Hollywood Comedy Store regular, Pacific NW comic Davey Wester performs April 21 at the Mirkwood in Arlington

ARLINGTON – Hollywood Comedy Store blue-collar comedian Davey Wester will perform live at the Mirkwood Public House April 21.

It’s a coming home of sorts for the Washingtonian who was born in Minnesota, but spent most of his youth in the small town of Ephrata east of the Cascades, earning him the nickname, “adopted East Sider” by friends.

The nationally headlining comic Wester, 39, is crisscrossing the country on a self-described “Create the Change” Tour, with a stop in Arlington.

“Through the tour, we want to create community,” Wester said in his aw-shucks redneck drawl. “We want people to come spend time with each other off their phones, off the Hulu. There’s not enough of that.”

Wester has strived over the past 17 years to establish himself in the comedy world, all while living with cerebral palsy. He was born with the disorder, and his parents were told he most likely would never walk or talk.

Cerebral palsy affects a person’s ability to walk and talk because the brain causes the muscles to involuntarily move. That didn’t hinder his ambition to pursue a career that many people only dream about.

After graduating from high school in 1998, Wester struck out on his own for the first time, moving to the big city of Spokane, but soon found himself back in Ephrata working in the same processing plant where his father worked.

In spring 2001, Wester said, he was encouraged to go to Hollywood and break into the comedy circuit. He was casual about it. “I said, ‘Oh, all right, I don’t care. Hollywood. This is going to be a great story.”

Wester still remembers his first time at the microphone in the Comedy Store.

“I was horrible, but I liked it, and I became hooked,” he said. “What you know you can do well sometimes isn’t going to be the easiest thing to do, but comedy is something I love, so I kept working at it.”

He started hanging out for stage time in the early 2000s, and refined his craft to the point where Comedy Store co-founder and owner Mitzi Shore made him a paid regular. He got his name on the wall at age 23, he’s proud of the marquee billing, and has been there for 16 years.

Wester is the only blue collar comedian who’s really performing at the Comedy Store now, other than Ron White. Blue-collar funnymen that deliver the down-to-earth style comedy include Jeff Foxworthy, Bill Engvall and Larry the Cable Guy.

Wester said he gets the cerebral palsy bits out of the way early in his act.

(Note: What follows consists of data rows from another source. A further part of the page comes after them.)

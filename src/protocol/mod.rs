//! Frame & Address Model
//!
//! Every message on a link is a [`Frame`]. Its [`FrameType`] tag fixes which
//! of two addressing namespaces is authoritative:
//!
//! - **Tree coordinates** for greedy, source-routed and tree-probe frames.
//! - **Public keys** for virtual-snake control, snake traffic and snek probes.
//!
//! Tree announcements and keepalives are hop-by-hop and carry payload only.

mod error;
mod frame;
mod frame_type;
mod varint;

pub use error::ProtocolError;
pub use frame::{Frame, FRAME_HEADER_SIZE, FRAME_VERSION, MAX_PAYLOAD_SIZE};
pub use frame_type::{AddressScheme, FrameType};
pub use varint::{decode_uvarint, encode_uvarint, MAX_UVARINT_LEN};

#[cfg(test)]
mod tests;
//! Router Entity
//!
//! The [`Router`] is the per-node forwarding core. It owns the local
//! identity, the local-delivery peer and the probe registry, and borrows
//! routing state through the [`NextHopResolver`] and [`ProtocolHandlers`]
//! collaborators. One instance serves every link concurrently; all entry
//! points take `&self`.

mod forward;
mod ping;
mod probe;
mod routing;
mod rx_loop;
#[cfg(test)]
mod tests;

pub use ping::{PingError, PingKey, PingRegistry, PingWaiter};
pub use routing::{HandlerError, NextHop, NextHopResolver, ProtocolHandlers};

use crate::coords::PortId;
use crate::identity::PublicKey;
use crate::peer::{Peer, PeerRx};
use crate::protocol::FrameType;
use crate::{Config, ConfigError, Identity};
use std::fmt;
use std::sync::Arc;
use thiserror::Error;
use tracing::info;

/// Errors from forwarding a single frame.
///
/// Every variant names the port the frame arrived on and the type of the
/// frame that failed. None of them is fatal to the node or the link.
#[derive(Debug, Error)]
pub enum ForwardError {
    #[error("{handler} (port {port}, frame type {frame_type}): {source}")]
    Handler {
        port: PortId,
        frame_type: FrameType,
        handler: &'static str,
        #[source]
        source: HandlerError,
    },

    #[error("no next-hop found for frame of type {frame_type} (port {port})")]
    NoRoute { port: PortId, frame_type: FrameType },

    #[error("dropping forwarded frame of type {frame_type} (port {port})")]
    Dropped { port: PortId, frame_type: FrameType },
}

impl ForwardError {
    /// Port the failing frame arrived on.
    pub fn port(&self) -> PortId {
        match self {
            ForwardError::Handler { port, .. }
            | ForwardError::NoRoute { port, .. }
            | ForwardError::Dropped { port, .. } => *port,
        }
    }

    /// Type of the frame that failed.
    pub fn frame_type(&self) -> FrameType {
        match self {
            ForwardError::Handler { frame_type, .. }
            | ForwardError::NoRoute { frame_type, .. }
            | ForwardError::Dropped { frame_type, .. } => *frame_type,
        }
    }
}

/// Errors related to router construction.
#[derive(Debug, Error)]
pub enum RouterError {
    #[error("config error: {0}")]
    Config(#[from] ConfigError),
}

/// A running router instance.
pub struct Router {
    identity: Identity,
    config: Config,
    resolver: Arc<dyn NextHopResolver>,
    handlers: Arc<dyn ProtocolHandlers>,
    /// Port-0 peer for frames that terminate at this node.
    local: Arc<Peer>,
    pings: PingRegistry,
}

impl Router {
    /// Create a router, loading its identity from configuration.
    ///
    /// Returns the router and the receiver for frames delivered to this node.
    pub fn new(
        config: Config,
        resolver: Arc<dyn NextHopResolver>,
        handlers: Arc<dyn ProtocolHandlers>,
    ) -> Result<(Self, PeerRx), RouterError> {
        let identity = config.create_identity()?;
        Ok(Self::with_identity(identity, config, resolver, handlers))
    }

    /// Create a router with a specific identity.
    pub fn with_identity(
        identity: Identity,
        config: Config,
        resolver: Arc<dyn NextHopResolver>,
        handlers: Arc<dyn ProtocolHandlers>,
    ) -> (Self, PeerRx) {
        let (local, local_rx) =
            Peer::local(identity.public_key(), config.router.peers.local_queue_depth());

        info!(
            public_key = %identity.public_key(),
            "Router created"
        );

        let router = Self {
            identity,
            config,
            resolver,
            handlers,
            local,
            pings: PingRegistry::new(),
        };
        (router, local_rx)
    }

    /// Create a neighbor link sized by `router.peers.queue_depth`.
    pub fn new_peer(&self, port: PortId, public_key: Option<PublicKey>) -> (Arc<Peer>, PeerRx) {
        Peer::new(port, public_key, self.config.router.peers.queue_depth())
    }

    pub fn identity(&self) -> &Identity {
        &self.identity
    }

    pub fn public_key(&self) -> PublicKey {
        self.identity.public_key()
    }

    pub fn config(&self) -> &Config {
        &self.config
    }

    /// The port-0 peer representing this node.
    pub fn local_peer(&self) -> &Arc<Peer> {
        &self.local
    }

    pub fn pings(&self) -> &PingRegistry {
        &self.pings
    }
}

impl fmt::Debug for Router {
    fn fmt(&self, f: &mut fmt::Formatter<'_>) -> fmt::Result {
        f.debug_struct("Router")
            .field("public_key", &self.public_key())
            .field("pings", &self.pings)
            .finish_non_exhaustive()
    }
}
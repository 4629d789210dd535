//! Outstanding probe bookkeeping.
//!
//! A probe initiator registers its target and waits; the forwarding engine
//! completes the entry when the matching reply arrives. Entries live in a
//! sharded concurrent map and each holds a oneshot sender, so completing an
//! entry moves the sender out of the map under the shard lock before
//! signalling. Whichever of `complete` and the waiter's own release takes
//! the entry first is the only one that acts; the other finds nothing.

use crate::coords::Coordinates;
use crate::identity::PublicKey;
use dashmap::DashMap;
use dashmap::mapref::entry::Entry;
use std::fmt;
use std::sync::Arc;
use std::sync::atomic::{AtomicU64, Ordering};
use std::time::Duration;
use thiserror::Error;
use tokio::sync::oneshot;

/// What a probe is addressed to.
#[derive(Clone, Debug, PartialEq, Eq, Hash)]
pub enum PingKey {
    /// Identity probe target.
    Snek(PublicKey),
    /// Coordinate probe target, in canonical string form.
    Tree(String),
}

impl PingKey {
    /// Key for a coordinate probe to `coords`.
    pub fn tree(coords: &Coordinates) -> Self {
        PingKey::Tree(coords.to_string())
    }
}

impl fmt::Display for PingKey {
    fn fmt(&self, f: &mut fmt::Formatter<'_>) -> fmt::Result {
        match self {
            PingKey::Snek(key) => write!(f, "key {}", key.short()),
            PingKey::Tree(coords) => write!(f, "coords {}", coords),
        }
    }
}

/// Errors from probe registration and waiting.
#[derive(Debug, Error)]
pub enum PingError {
    #[error("probe to {0} already pending")]
    AlreadyPending(PingKey),

    #[error("no next-hop found for probe to {0}")]
    NoRoute(PingKey),

    #[error("dropping probe to {0}")]
    Dropped(PingKey),

    #[error("probe to {key} timed out after {timeout:?}")]
    Timeout { key: PingKey, timeout: Duration },

    #[error("probe to {0} cancelled")]
    Cancelled(PingKey),
}

struct PendingPing {
    generation: u64,
    tx: oneshot::Sender<()>,
}

#[derive(Default)]
struct RegistryInner {
    pending: DashMap<PingKey, PendingPing>,
    next_generation: AtomicU64,
}

/// Concurrent map of outstanding probes.
///
/// Cloning yields another handle to the same registry.
#[derive(Clone, Default)]
pub struct PingRegistry {
    inner: Arc<RegistryInner>,
}

impl PingRegistry {
    pub fn new() -> Self {
        Self::default()
    }

    /// Register a probe to `key`.
    ///
    /// At most one probe per key may be outstanding.
    pub fn register(&self, key: PingKey) -> Result<PingWaiter, PingError> {
        match self.inner.pending.entry(key.clone()) {
            Entry::Occupied(_) => Err(PingError::AlreadyPending(key)),
            Entry::Vacant(slot) => {
                let generation = self.inner.next_generation.fetch_add(1, Ordering::Relaxed);
                let (tx, rx) = oneshot::channel();
                slot.insert(PendingPing { generation, tx });
                Ok(PingWaiter {
                    registry: self.clone(),
                    key,
                    generation,
                    rx,
                })
            }
        }
    }

    /// Signal and remove the probe registered for `key`.
    ///
    /// Returns `false` if nothing is registered, including when the probe
    /// was already completed or its waiter gave up.
    pub fn complete(&self, key: &PingKey) -> bool {
        match self.inner.pending.remove(key) {
            Some((_, pending)) => {
                // The waiter may have been dropped between removal and now.
                let _ = pending.tx.send(());
                true
            }
            None => false,
        }
    }

    /// Drop every outstanding probe; their waiters resolve as cancelled.
    pub fn cancel_all(&self) {
        self.inner.pending.clear();
    }

    pub fn contains(&self, key: &PingKey) -> bool {
        self.inner.pending.contains_key(key)
    }

    pub fn len(&self) -> usize {
        self.inner.pending.len()
    }

    pub fn is_empty(&self) -> bool {
        self.inner.pending.is_empty()
    }

    /// Remove `key` only if it still belongs to registration `generation`.
    ///
    /// Returns `true` if this call removed the entry.
    fn release(&self, key: &PingKey, generation: u64) -> bool {
        self.inner
            .pending
            .remove_if(key, |_, pending| pending.generation == generation)
            .is_some()
    }
}

impl fmt::Debug for PingRegistry {
    fn fmt(&self, f: &mut fmt::Formatter<'_>) -> fmt::Result {
        f.debug_struct("PingRegistry")
            .field("pending", &self.len())
            .finish()
    }
}

/// The initiator's side of a registered probe.
///
/// Dropping the waiter releases its registry entry, so a reply arriving
/// after the initiator gave up finds nothing to complete.
pub struct PingWaiter {
    registry: PingRegistry,
    key: PingKey,
    generation: u64,
    rx: oneshot::Receiver<()>,
}

impl PingWaiter {
    pub fn key(&self) -> &PingKey {
        &self.key
    }

    /// Wait up to `timeout` for the reply.
    ///
    /// When the deadline and a reply race, whichever removes the registry
    /// entry decides the outcome, so `complete` returns `true` exactly when
    /// this returns `Ok`.
    pub async fn wait(mut self, timeout: Duration) -> Result<(), PingError> {
        match tokio::time::timeout(timeout, &mut self.rx).await {
            Ok(Ok(())) => Ok(()),
            Ok(Err(_)) => Err(PingError::Cancelled(self.key.clone())),
            Err(_) => {
                if self.registry.release(&self.key, self.generation) {
                    return Err(PingError::Timeout {
                        key: self.key.clone(),
                        timeout,
                    });
                }
                // A reply or cancel removed the entry first; its signal
                // follows the removal immediately.
                match (&mut self.rx).await {
                    Ok(()) => Ok(()),
                    Err(_) => Err(PingError::Cancelled(self.key.clone())),
                }
            }
        }
    }
}

impl Drop for PingWaiter {
    fn drop(&mut self) {
        self.registry.release(&self.key, self.generation);
    }
}

impl fmt::Debug for PingWaiter {
    fn fmt(&self, f: &mut fmt::Formatter<'_>) -> fmt::Result {
        f.debug_struct("PingWaiter")
            .field("key", &self.key)
            .field("generation", &self.generation)
            .finish()
    }
}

“Yes, I’m a redneck born with cerebral palsy, and people don’t know how to take it,” he said, adding, “But I’m more of a redneck than I am a guy with messed up legs. I like fishing and shooting.”

Often, family, friends and situational observations are the source of his joke writing material that he spends three or four hours a day preparing.

People like cousin Bubba. “I don’t talk to Bubba to get his views on foreign policy,” he said.

“It’s easy stuff to write, about my family and friends,” he said. “My friends are characters, and they’re all game about it.”

He told the story how once he and other comedian friends were doing standup at the Del-Red Pub in Soap Lake, when one of the comics needed a ride to the hotel. Wester said he didn’t know where it was, surprising the comic who thought an Eastern Washington native would know. “I don’t know how to get to the hotel, but I can tell you where the fishing hole is.”

Wester said his act is an abnormal, blue collar style of comedy that draws inspiration from the old-time radio shows he listened to as a kid, and kinds of comedy such as George Carlin, Richard Pryor and Bob Newhart.

“I think that’s why I have an unusual style,” he said. “The audience finds me funny, but they find me real, too.”

Standup comedy has meant a lot of travel connecting with people from all our the country, but he is grateful to have grown up where he did.

“I live in LA but I’m very proud of where I came from,” Wester said.

His plan, he said, is to come back to his Washington roots to perform at least once a year. “It’s got a special place in my heart.”

Tickets are $7 per person, available at the door at the Mirkwood, 117 E. Division St.

“I know the show is on Easter, but come after all the family stuff, and talk about it Monday at work,” Wester said. “I know it will bring people enjoyment for that brief moment.”